Submitted to: Plant Pathology
Publication Type: Peer Reviewed Journal
Publication Acceptance Date: 2/3/2006
Publication Date: 3/31/2006
Citation: Malkus, A., Chung, K., Chang, C., Ueng, P.P. 2006. Characterization of the tri-functional histidine biosynthesis gene (his) in wheat stagonospora leaf blotch pathogen, phaeosphaeria nodorum. Plant Pathology. 15:55-62 Interpretive Summary: Septoria disease is responsible for important economic losses in the production of cereal crops. The disease is caused by a complex of several different species of fungus that are difficult to distinguish from one another, hindering efforts to devise measures for fungus-specific disease management. In this work, we isolated and characterized a gene that is involved in the synthesis of histidine, an essential amino acid, by the Septoria disease fungi. Our data indicated that the gene, and the protein that it codes for, can be used as a tool to differentiate Septoria disease fungi and to gain new understanding about the evolution of the fungi. The results will be of interest to scientists and diagnostics laboratories.

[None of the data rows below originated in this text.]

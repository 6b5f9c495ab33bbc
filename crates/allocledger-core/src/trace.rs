//! Per-call trace events.
//!
//! When tracing is enabled the tracker emits one event per allocate/free. Two
//! renderings exist:
//! - text: the classic framed block (`MALLOC:`, `at address:`, `in file:`, ...)
//! - json: one JSON object per line, `{"trace_seq":..,"level":..,"event":..}`
//!
//! Emission is best-effort. A failing writer never disturbs the allocation
//! path; write errors are dropped.

use std::io::{self, Write};
use std::sync::Arc;

use parking_lot::Mutex;
use serde::Serialize;

use crate::config::TraceMode;
use crate::origin::Origin;
use crate::record::AllocKind;

const RULE: &str = "-------------------------------------";

/// Severity of a trace event.
#[derive(Debug, Clone, Copy, PartialEq, Eq, Serialize)]
#[serde(rename_all = "lowercase")]
pub enum TraceLevel {
    Info,
    Warn,
    Error,
}

/// Something the tracker observed during one call.
#[derive(Debug, Clone, PartialEq, Eq, Serialize)]
#[serde(tag = "event", rename_all = "snake_case")]
pub enum TraceEvent {
    Allocated {
        seq: u64,
        kind: AllocKind,
        #[serde(serialize_with = "crate::serde_addr::serialize")]
        address: usize,
        size: usize,
        origin: Origin,
        /// Live allocations after this call.
        live: u64,
    },
    AllocationFailed {
        kind: AllocKind,
        size: usize,
        origin: Origin,
    },
    Freed {
        seq: u64,
        kind: AllocKind,
        #[serde(serialize_with = "crate::serde_addr::serialize")]
        address: usize,
        size: usize,
        origin: Origin,
        live: u64,
    },
    DoubleFree {
        seq: u64,
        #[serde(serialize_with = "crate::serde_addr::serialize")]
        address: usize,
        origin: Origin,
        allocated_at: Origin,
    },
    GuardViolation {
        seq: u64,
        #[serde(serialize_with = "crate::serde_addr::serialize")]
        address: usize,
        overran: bool,
        underran: bool,
        allocated_at: Origin,
    },
    UnknownPointer {
        #[serde(serialize_with = "crate::serde_addr::serialize")]
        address: usize,
        origin: Origin,
    },
}

impl TraceEvent {
    #[must_use]
    pub fn level(&self) -> TraceLevel {
        match self {
            Self::Allocated { .. } | Self::Freed { .. } => TraceLevel::Info,
            Self::AllocationFailed { .. } | Self::UnknownPointer { .. } => TraceLevel::Warn,
            Self::DoubleFree { .. } | Self::GuardViolation { .. } => TraceLevel::Error,
        }
    }

    fn write_text(&self, w: &mut dyn Write) -> io::Result<()> {
        writeln!(w, "{RULE}")?;
        match self {
            Self::Allocated {
                kind,
                address,
                size,
                origin,
                live,
                ..
            } => {
                writeln!(w, "{:<12}{size} bytes", format!("{}:", kind.alloc_label()))?;
                writeln!(w, "at address: {address:#x}")?;
                writeln!(w, "in file:    {}", origin.file)?;
                writeln!(w, "on line:    {}", origin.line)?;
                writeln!(w, "count:      {live}")?;
            }
            Self::AllocationFailed { size, origin, .. } => {
                writeln!(w, "FAILED:     {size} bytes")?;
                writeln!(w, "in file:    {}", origin.file)?;
                writeln!(w, "on line:    {}", origin.line)?;
            }
            Self::Freed {
                kind,
                address,
                origin,
                live,
                ..
            } => {
                writeln!(w, "{:<12}{address:#x}", format!("{}:", kind.free_label()))?;
                writeln!(w, "at file:    {}", origin.file)?;
                writeln!(w, "on line:    {}", origin.line)?;
                writeln!(w, "count:      {live}")?;
            }
            Self::DoubleFree {
                address,
                origin,
                allocated_at,
                ..
            } => {
                writeln!(w, "DOUBLE FREE: {address:#x}")?;
                writeln!(w, "at file:    {}", origin.file)?;
                writeln!(w, "on line:    {}", origin.line)?;
                writeln!(w, "allocated:  {allocated_at}")?;
            }
            Self::GuardViolation {
                address,
                overran,
                underran,
                allocated_at,
                ..
            } => {
                let what = match (*overran, *underran) {
                    (true, true) => "OVERRUN+UNDERRUN",
                    (true, false) => "OVERRUN",
                    _ => "UNDERRUN",
                };
                writeln!(w, "{what}: {address:#x}")?;
                writeln!(w, "allocated:  {allocated_at}")?;
            }
            Self::UnknownPointer { address, origin } => {
                writeln!(w, "UNTRACKED:  {address:#x}")?;
                writeln!(w, "at file:    {}", origin.file)?;
                writeln!(w, "on line:    {}", origin.line)?;
            }
        }
        writeln!(w, "{RULE}")
    }
}

#[derive(Serialize)]
struct TraceLine<'a> {
    trace_seq: u64,
    level: TraceLevel,
    #[serde(flatten)]
    event: &'a TraceEvent,
}

/// In-memory sink shared between an emitter and a test.
#[derive(Debug, Clone, Default)]
pub struct TraceBuffer {
    inner: Arc<Mutex<Vec<u8>>>,
}

impl TraceBuffer {
    /// Everything written so far, lossily decoded.
    #[must_use]
    pub fn contents(&self) -> String {
        String::from_utf8_lossy(&self.inner.lock()).into_owned()
    }
}

impl Write for TraceBuffer {
    fn write(&mut self, buf: &[u8]) -> io::Result<usize> {
        self.inner.lock().extend_from_slice(buf);
        Ok(buf.len())
    }

    fn flush(&mut self) -> io::Result<()> {
        Ok(())
    }
}

/// Writes trace events in the configured format.
pub struct TraceEmitter {
    writer: Box<dyn Write + Send>,
    mode: TraceMode,
    seq: u64,
}

impl std::fmt::Debug for TraceEmitter {
    fn fmt(&self, f: &mut std::fmt::Formatter<'_>) -> std::fmt::Result {
        f.debug_struct("TraceEmitter")
            .field("mode", &self.mode)
            .field("seq", &self.seq)
            .finish_non_exhaustive()
    }
}

impl TraceEmitter {
    /// Emitter over any writer. `TraceMode::Off` yields a silent emitter.
    #[must_use]
    pub fn new(writer: Box<dyn Write + Send>, mode: TraceMode) -> Self {
        Self {
            writer,
            mode,
            seq: 0,
        }
    }

    #[must_use]
    pub fn to_stdout(mode: TraceMode) -> Self {
        Self::new(Box::new(io::stdout()), mode)
    }

    #[must_use]
    pub fn to_stderr(mode: TraceMode) -> Self {
        Self::new(Box::new(io::stderr()), mode)
    }

    /// Emitter writing into a buffer the caller can read back (for testing).
    #[must_use]
    pub fn to_buffer(mode: TraceMode) -> (Self, TraceBuffer) {
        let buffer = TraceBuffer::default();
        (Self::new(Box::new(buffer.clone()), mode), buffer)
    }

    #[must_use]
    pub fn mode(&self) -> TraceMode {
        self.mode
    }

    /// Number of events emitted so far.
    #[must_use]
    pub fn emitted(&self) -> u64 {
        self.seq
    }

    /// Emit one event. Write failures are ignored.
    pub fn emit(&mut self, event: &TraceEvent) {
        if !self.mode.enabled() {
            return;
        }
        self.seq += 1;
        let _ = self.write_event(event);
    }

    fn write_event(&mut self, event: &TraceEvent) -> io::Result<()> {
        match self.mode {
            TraceMode::Off => Ok(()),
            TraceMode::Text => {
                event.write_text(&mut self.writer)?;
                self.writer.flush()
            }
            TraceMode::Json => {
                let line = TraceLine {
                    trace_seq: self.seq,
                    level: event.level(),
                    event,
                };
                let json = serde_json::to_string(&line).map_err(io::Error::other)?;
                writeln!(self.writer, "{json}")?;
                self.writer.flush()
            }
        }
    }
}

Technical Abstract: The histidine biosynthesis gene (his) sequence was obtained from wheat-biotype Phaeosphaeria nodorum genomic DNA using a “step down” PCR amplification technique. The 2700-bp his gene fragment contained two exons and a 51-bp intron. The two exons of this gene encoded a complete 881-amino acid protein. Like the histidine synthesis proteins in other filamentous ascomycetes, the deduced protein contained the conserved domains for three biosynthetic activities: phosphoribosyl-AMP cyclohydrolase (PRA-CH; EC 22.214.171.124), phosphoribosyl-ATP pyrophosphohydrolase (PRA-PH; CE 126.96.36.199), and histidinol dehydrogenase (HDH; EC 188.8.131.52). The substrate and zinc ion binding location in this tri-functional histidine biosynthesis protein is discussed.